*Exercise goal*
Find the line with "filename src/engine/mod.rs" in the entries below, then reproduce it and every line after it down to and including the line with "Index of the non-hidden vertex with this key.", exactly.

*Exercise data*
╔══

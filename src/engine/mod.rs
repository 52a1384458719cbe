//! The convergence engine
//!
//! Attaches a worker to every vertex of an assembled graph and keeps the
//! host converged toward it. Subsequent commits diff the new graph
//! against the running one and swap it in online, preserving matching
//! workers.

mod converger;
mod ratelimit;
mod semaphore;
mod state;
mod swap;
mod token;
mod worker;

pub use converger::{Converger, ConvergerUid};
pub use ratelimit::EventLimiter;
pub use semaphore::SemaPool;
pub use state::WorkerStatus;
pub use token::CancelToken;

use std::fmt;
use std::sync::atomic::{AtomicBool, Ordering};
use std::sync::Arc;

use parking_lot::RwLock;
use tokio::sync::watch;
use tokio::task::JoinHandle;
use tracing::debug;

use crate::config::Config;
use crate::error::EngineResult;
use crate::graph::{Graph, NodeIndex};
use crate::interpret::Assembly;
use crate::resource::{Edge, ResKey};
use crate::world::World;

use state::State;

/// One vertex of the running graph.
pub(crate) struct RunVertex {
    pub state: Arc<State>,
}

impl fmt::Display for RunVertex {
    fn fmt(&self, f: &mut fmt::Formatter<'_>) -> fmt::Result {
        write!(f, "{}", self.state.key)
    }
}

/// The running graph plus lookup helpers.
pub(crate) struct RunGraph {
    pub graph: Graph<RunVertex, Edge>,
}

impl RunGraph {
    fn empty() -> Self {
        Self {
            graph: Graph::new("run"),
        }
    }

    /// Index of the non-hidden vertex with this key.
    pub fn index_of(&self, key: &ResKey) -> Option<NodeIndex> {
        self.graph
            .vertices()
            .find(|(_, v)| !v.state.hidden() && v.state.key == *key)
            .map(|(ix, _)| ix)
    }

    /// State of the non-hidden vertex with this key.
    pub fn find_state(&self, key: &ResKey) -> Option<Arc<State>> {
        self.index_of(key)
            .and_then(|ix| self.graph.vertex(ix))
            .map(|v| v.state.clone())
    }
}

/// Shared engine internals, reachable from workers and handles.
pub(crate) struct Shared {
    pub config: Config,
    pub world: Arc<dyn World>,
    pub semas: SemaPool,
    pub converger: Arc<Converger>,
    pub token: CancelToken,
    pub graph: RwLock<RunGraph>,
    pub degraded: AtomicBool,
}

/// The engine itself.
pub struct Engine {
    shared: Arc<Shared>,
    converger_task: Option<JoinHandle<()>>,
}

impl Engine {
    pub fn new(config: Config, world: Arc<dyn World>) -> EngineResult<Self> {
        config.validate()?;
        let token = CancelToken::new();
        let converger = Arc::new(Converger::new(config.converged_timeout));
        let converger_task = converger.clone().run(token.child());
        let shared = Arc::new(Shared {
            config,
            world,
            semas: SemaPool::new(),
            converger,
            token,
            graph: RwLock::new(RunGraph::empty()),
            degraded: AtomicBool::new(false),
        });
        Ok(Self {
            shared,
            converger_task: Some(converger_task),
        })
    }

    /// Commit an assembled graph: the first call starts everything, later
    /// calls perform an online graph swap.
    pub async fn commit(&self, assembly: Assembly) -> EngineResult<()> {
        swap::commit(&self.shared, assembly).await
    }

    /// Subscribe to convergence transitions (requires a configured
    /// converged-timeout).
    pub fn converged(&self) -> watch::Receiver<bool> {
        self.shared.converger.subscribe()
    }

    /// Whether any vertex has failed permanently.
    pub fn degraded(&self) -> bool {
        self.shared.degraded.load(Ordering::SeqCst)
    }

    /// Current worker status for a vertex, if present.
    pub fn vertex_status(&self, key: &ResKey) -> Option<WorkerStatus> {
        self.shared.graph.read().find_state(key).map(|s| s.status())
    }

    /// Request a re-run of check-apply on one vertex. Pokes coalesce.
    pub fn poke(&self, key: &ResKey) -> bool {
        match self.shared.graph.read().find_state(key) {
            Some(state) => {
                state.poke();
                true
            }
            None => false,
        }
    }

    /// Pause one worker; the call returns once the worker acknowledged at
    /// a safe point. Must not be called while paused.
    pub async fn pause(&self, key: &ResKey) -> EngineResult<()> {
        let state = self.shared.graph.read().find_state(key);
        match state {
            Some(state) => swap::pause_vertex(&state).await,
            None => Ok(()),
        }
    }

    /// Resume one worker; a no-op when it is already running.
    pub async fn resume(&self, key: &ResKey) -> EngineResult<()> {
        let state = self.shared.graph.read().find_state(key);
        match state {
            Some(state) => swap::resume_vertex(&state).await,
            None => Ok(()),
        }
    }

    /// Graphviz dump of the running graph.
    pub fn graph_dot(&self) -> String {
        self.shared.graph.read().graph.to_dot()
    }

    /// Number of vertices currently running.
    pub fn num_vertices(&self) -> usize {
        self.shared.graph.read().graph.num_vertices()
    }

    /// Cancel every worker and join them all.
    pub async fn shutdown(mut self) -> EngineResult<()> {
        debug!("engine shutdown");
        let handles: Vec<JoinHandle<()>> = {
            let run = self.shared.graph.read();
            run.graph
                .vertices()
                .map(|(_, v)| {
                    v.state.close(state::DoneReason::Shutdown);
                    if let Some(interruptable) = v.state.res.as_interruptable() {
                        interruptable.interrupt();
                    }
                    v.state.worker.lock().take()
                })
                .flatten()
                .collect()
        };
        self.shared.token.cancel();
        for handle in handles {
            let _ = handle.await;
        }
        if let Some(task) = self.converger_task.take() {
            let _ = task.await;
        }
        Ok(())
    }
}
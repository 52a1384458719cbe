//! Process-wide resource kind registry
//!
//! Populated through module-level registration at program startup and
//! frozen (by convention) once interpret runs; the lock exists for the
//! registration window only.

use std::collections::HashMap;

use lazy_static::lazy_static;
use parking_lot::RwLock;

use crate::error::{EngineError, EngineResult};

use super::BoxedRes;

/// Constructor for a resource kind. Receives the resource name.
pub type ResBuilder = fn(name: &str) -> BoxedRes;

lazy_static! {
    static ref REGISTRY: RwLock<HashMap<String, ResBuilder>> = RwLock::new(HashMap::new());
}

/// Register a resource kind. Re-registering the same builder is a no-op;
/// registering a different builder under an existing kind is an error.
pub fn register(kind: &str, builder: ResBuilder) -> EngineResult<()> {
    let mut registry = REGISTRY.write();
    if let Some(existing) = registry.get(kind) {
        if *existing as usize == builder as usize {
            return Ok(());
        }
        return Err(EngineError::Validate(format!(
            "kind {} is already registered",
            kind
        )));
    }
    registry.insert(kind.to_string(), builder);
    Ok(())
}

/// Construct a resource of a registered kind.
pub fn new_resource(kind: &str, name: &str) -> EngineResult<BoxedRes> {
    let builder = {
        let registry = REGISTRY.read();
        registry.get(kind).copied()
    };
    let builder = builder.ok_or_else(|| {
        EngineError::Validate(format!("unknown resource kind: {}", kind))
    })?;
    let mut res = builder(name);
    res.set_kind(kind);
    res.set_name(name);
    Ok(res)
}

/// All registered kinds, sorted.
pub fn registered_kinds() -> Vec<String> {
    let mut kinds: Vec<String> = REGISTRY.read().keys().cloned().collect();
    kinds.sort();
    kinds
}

╚══
╔══

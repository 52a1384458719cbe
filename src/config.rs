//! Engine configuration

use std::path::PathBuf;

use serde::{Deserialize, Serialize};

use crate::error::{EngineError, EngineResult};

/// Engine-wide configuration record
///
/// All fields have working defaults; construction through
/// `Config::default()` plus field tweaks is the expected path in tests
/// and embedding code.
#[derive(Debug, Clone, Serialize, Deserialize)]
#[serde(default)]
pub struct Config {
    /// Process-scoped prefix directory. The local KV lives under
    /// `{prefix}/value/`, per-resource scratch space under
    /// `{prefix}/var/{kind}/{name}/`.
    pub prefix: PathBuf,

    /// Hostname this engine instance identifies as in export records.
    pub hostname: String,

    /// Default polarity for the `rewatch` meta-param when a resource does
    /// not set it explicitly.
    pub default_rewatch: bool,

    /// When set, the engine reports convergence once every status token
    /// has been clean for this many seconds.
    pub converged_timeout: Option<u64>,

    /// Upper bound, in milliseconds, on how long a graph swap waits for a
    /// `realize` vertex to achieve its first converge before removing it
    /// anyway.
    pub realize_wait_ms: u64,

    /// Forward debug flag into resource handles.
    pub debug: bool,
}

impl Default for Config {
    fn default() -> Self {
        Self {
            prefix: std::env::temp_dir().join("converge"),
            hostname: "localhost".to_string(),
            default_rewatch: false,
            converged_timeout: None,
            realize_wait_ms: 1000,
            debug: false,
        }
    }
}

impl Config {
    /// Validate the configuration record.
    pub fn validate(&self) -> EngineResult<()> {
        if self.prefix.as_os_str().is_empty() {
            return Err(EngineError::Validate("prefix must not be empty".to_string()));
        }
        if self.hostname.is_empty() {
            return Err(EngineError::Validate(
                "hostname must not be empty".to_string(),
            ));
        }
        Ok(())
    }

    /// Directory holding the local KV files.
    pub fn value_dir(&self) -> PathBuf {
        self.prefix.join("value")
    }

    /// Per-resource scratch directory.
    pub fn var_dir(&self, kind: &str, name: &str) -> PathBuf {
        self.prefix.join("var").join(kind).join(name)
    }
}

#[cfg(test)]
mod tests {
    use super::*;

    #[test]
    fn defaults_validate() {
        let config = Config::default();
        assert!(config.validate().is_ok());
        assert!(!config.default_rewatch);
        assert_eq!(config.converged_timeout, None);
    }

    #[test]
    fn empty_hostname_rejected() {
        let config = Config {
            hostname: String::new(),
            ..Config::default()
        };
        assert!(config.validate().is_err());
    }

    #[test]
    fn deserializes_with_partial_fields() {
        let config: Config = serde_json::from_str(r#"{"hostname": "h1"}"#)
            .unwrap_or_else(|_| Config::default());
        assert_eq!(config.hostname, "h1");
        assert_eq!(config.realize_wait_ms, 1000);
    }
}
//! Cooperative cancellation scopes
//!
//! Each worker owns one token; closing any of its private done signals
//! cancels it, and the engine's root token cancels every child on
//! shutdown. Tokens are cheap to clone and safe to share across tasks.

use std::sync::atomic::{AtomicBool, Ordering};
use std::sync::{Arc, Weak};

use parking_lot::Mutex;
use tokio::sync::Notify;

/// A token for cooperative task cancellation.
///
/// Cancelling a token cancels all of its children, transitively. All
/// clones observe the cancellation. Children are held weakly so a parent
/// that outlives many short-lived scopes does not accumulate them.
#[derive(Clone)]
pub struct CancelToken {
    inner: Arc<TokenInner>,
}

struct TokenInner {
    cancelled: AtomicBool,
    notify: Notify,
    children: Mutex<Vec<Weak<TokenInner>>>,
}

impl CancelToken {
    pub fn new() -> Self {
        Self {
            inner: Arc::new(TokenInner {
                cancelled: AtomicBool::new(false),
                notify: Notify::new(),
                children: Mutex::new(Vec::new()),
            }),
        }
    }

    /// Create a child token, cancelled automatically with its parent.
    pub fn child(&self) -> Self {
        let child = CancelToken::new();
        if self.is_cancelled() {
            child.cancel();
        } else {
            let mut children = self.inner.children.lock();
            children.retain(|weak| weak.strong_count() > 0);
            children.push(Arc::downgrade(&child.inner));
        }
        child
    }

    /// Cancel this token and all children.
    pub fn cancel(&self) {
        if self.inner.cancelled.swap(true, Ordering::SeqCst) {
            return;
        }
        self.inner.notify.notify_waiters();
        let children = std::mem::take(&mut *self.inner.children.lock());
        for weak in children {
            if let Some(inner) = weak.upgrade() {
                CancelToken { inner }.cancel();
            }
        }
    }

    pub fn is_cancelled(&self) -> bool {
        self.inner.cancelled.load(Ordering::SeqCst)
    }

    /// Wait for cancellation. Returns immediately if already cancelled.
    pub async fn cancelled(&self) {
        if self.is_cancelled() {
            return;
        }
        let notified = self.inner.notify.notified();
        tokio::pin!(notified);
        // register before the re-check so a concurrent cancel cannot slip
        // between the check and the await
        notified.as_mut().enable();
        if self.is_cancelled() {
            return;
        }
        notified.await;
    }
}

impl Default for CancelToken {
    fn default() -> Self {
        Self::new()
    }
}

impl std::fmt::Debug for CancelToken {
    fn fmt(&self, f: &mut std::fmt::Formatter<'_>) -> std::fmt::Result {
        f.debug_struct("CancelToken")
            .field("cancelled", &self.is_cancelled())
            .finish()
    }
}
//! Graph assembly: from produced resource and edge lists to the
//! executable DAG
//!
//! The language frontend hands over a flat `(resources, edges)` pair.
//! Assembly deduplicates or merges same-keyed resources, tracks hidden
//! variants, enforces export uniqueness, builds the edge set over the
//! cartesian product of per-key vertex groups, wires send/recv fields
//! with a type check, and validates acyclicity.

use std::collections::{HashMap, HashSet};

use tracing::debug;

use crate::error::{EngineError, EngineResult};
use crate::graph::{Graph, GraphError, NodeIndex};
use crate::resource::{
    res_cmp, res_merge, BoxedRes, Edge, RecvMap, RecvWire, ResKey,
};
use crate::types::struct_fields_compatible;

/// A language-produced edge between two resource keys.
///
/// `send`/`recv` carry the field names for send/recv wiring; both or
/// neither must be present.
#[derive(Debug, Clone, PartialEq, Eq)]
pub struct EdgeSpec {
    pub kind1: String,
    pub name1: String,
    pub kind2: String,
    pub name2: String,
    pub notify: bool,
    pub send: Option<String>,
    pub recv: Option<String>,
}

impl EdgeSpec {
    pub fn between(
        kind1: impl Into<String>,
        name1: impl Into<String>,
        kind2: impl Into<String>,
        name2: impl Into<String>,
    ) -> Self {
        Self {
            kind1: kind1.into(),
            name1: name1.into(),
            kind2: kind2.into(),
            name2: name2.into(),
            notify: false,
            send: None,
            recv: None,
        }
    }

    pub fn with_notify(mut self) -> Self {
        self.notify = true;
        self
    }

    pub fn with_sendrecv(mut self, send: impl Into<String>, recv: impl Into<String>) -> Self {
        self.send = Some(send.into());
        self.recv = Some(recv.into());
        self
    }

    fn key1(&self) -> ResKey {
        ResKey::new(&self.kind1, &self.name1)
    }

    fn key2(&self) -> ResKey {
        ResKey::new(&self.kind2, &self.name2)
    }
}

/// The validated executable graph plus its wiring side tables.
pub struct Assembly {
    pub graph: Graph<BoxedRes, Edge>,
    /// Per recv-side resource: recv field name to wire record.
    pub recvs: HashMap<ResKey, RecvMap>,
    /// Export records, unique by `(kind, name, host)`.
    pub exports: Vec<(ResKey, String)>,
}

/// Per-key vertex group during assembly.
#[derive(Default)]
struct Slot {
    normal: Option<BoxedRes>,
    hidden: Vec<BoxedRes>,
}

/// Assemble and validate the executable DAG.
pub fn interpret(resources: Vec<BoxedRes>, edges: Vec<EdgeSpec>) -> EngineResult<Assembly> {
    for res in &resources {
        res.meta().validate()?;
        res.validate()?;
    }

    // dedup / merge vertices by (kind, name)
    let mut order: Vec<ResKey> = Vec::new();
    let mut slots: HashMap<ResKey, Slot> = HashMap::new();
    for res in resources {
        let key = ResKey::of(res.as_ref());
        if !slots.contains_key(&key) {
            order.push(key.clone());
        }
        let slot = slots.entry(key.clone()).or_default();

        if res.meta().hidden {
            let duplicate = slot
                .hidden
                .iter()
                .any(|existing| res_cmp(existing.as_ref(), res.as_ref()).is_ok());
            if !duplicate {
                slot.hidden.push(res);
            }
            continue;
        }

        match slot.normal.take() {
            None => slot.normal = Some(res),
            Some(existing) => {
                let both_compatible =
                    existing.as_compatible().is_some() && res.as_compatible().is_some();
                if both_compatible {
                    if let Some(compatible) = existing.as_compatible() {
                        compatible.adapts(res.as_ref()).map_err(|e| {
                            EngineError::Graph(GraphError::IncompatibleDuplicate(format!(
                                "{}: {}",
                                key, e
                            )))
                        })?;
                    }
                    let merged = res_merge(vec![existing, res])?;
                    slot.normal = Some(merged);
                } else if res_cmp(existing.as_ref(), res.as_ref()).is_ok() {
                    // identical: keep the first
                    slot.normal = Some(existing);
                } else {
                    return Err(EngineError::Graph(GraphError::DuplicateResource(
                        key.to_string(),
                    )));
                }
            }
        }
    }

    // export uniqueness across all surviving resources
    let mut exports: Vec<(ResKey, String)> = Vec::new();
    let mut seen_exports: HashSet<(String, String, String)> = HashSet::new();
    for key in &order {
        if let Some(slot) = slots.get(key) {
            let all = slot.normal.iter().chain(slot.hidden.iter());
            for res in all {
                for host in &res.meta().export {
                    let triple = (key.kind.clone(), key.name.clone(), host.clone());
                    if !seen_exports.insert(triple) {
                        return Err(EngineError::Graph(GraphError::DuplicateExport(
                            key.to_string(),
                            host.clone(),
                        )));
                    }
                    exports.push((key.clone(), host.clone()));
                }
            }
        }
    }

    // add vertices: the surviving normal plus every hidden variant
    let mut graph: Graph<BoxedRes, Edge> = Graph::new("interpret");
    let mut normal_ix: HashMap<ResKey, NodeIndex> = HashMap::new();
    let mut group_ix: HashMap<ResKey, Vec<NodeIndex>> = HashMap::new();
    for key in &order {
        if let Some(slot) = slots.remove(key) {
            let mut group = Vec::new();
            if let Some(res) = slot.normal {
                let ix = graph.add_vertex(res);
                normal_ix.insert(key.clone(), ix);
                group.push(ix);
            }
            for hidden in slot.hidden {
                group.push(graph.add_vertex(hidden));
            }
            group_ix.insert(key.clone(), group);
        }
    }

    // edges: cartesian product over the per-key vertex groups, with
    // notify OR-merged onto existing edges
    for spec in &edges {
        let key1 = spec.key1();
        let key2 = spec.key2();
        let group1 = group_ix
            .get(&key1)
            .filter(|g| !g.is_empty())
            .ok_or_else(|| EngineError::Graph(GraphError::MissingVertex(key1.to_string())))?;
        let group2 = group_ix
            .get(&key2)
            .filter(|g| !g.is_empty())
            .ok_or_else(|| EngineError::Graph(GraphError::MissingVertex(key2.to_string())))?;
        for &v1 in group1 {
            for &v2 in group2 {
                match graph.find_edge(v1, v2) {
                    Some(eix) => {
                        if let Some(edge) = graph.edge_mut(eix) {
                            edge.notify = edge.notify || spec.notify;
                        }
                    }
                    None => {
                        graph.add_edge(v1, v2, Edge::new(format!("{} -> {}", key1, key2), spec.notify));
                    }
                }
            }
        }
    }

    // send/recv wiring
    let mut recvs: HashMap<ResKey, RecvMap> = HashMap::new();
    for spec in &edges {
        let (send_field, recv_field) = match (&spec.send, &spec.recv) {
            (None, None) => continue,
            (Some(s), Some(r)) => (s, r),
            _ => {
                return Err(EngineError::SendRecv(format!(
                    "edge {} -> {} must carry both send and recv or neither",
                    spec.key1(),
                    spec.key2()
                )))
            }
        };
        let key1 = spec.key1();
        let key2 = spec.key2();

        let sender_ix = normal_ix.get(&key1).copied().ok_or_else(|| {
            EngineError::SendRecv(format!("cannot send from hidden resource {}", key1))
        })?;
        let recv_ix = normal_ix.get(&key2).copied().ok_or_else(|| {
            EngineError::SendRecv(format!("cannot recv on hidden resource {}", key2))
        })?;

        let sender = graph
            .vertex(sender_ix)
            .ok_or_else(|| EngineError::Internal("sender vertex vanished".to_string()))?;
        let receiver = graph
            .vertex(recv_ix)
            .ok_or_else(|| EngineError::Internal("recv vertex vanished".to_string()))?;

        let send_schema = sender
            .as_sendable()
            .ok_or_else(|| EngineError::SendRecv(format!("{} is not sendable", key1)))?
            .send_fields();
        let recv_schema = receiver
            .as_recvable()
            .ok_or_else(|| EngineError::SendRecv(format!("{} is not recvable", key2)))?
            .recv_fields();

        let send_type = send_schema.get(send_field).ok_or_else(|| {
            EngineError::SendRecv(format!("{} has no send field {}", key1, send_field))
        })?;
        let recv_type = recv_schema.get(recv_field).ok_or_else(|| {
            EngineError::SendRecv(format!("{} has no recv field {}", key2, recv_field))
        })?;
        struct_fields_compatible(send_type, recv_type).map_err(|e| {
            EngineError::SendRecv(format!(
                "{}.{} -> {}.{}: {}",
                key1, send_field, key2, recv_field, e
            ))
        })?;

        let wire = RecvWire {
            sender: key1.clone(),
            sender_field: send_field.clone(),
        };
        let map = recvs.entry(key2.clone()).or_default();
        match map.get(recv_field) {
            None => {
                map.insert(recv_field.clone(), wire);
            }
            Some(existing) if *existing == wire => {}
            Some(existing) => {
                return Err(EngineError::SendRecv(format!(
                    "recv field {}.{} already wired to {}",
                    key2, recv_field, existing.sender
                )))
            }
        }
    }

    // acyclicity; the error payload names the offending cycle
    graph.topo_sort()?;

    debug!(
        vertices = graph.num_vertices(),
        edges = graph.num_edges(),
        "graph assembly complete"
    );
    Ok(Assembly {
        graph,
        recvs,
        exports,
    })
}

╚══
╔══

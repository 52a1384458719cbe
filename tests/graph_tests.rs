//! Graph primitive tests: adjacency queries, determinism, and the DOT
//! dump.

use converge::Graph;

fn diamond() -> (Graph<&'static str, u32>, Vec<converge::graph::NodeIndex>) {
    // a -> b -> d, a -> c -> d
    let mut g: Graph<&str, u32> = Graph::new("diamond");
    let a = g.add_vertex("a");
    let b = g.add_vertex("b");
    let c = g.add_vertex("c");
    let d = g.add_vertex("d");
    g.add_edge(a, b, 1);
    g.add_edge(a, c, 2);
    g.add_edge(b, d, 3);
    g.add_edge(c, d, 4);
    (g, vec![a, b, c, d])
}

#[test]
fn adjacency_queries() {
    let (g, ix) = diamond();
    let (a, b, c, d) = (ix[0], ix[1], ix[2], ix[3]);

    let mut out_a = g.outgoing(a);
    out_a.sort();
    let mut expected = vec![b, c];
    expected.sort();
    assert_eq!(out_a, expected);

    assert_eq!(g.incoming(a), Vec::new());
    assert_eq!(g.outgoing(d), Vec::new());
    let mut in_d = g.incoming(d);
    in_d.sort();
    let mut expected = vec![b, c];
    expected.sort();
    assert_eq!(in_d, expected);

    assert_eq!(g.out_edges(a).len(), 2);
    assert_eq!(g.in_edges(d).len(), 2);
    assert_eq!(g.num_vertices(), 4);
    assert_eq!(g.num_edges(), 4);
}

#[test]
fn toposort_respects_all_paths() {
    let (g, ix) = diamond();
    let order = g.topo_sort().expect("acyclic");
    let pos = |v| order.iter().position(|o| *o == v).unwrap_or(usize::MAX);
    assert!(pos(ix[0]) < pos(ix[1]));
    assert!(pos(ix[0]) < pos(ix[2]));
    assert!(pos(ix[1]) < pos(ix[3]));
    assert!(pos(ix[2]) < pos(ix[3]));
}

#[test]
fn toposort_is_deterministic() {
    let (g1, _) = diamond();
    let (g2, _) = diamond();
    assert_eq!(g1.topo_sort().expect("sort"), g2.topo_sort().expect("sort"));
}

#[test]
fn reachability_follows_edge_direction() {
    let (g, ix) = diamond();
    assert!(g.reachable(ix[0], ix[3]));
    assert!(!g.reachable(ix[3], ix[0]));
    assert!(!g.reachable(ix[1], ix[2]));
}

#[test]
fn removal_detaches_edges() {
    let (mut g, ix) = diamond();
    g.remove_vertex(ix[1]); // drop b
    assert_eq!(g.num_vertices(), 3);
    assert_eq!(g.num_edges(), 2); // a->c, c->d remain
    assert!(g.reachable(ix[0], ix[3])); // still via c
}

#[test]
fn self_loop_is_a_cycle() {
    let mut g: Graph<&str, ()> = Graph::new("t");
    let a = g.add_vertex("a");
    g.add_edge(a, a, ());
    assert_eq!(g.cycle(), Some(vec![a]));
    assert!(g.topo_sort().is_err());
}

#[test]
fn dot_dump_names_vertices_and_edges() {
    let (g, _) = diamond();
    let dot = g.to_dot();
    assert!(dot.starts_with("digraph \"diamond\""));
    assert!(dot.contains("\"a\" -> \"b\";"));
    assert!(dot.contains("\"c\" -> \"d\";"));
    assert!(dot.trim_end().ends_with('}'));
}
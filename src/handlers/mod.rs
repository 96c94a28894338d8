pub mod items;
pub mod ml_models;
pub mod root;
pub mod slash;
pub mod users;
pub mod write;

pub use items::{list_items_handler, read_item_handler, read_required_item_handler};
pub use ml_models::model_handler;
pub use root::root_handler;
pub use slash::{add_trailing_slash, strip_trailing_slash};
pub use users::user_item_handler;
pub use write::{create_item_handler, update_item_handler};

╚══

*Exercise result*
filename src/engine/mod.rs
repository 52a1384458719cbe
//! The convergence engine
//!
//! Attaches a worker to every vertex of an assembled graph and keeps the
//! host converged toward it. Subsequent commits diff the new graph
//! against the running one and swap it in online, preserving matching
//! workers.

mod converger;
mod ratelimit;
mod semaphore;
mod state;
mod swap;
mod token;
mod worker;

pub use converger::{Converger, ConvergerUid};
pub use ratelimit::EventLimiter;
pub use semaphore::SemaPool;
pub use state::WorkerStatus;
pub use token::CancelToken;

use std::fmt;
use std::sync::atomic::{AtomicBool, Ordering};
use std::sync::Arc;

use parking_lot::RwLock;
use tokio::sync::watch;
use tokio::task::JoinHandle;
use tracing::debug;

use crate::config::Config;
use crate::error::EngineResult;
use crate::graph::{Graph, NodeIndex};
use crate::interpret::Assembly;
use crate::resource::{Edge, ResKey};
use crate::world::World;

use state::State;

/// One vertex of the running graph.
pub(crate) struct RunVertex {
    pub state: Arc<State>,
}

impl fmt::Display for RunVertex {
    fn fmt(&self, f: &mut fmt::Formatter<'_>) -> fmt::Result {
        write!(f, "{}", self.state.key)
    }
}

/// The running graph plus lookup helpers.
pub(crate) struct RunGraph {
    pub graph: Graph<RunVertex, Edge>,
}

impl RunGraph {
    fn empty() -> Self {
        Self {
            graph: Graph::new("run"),
        }
    }

    /// Index of the non-hidden vertex with this key.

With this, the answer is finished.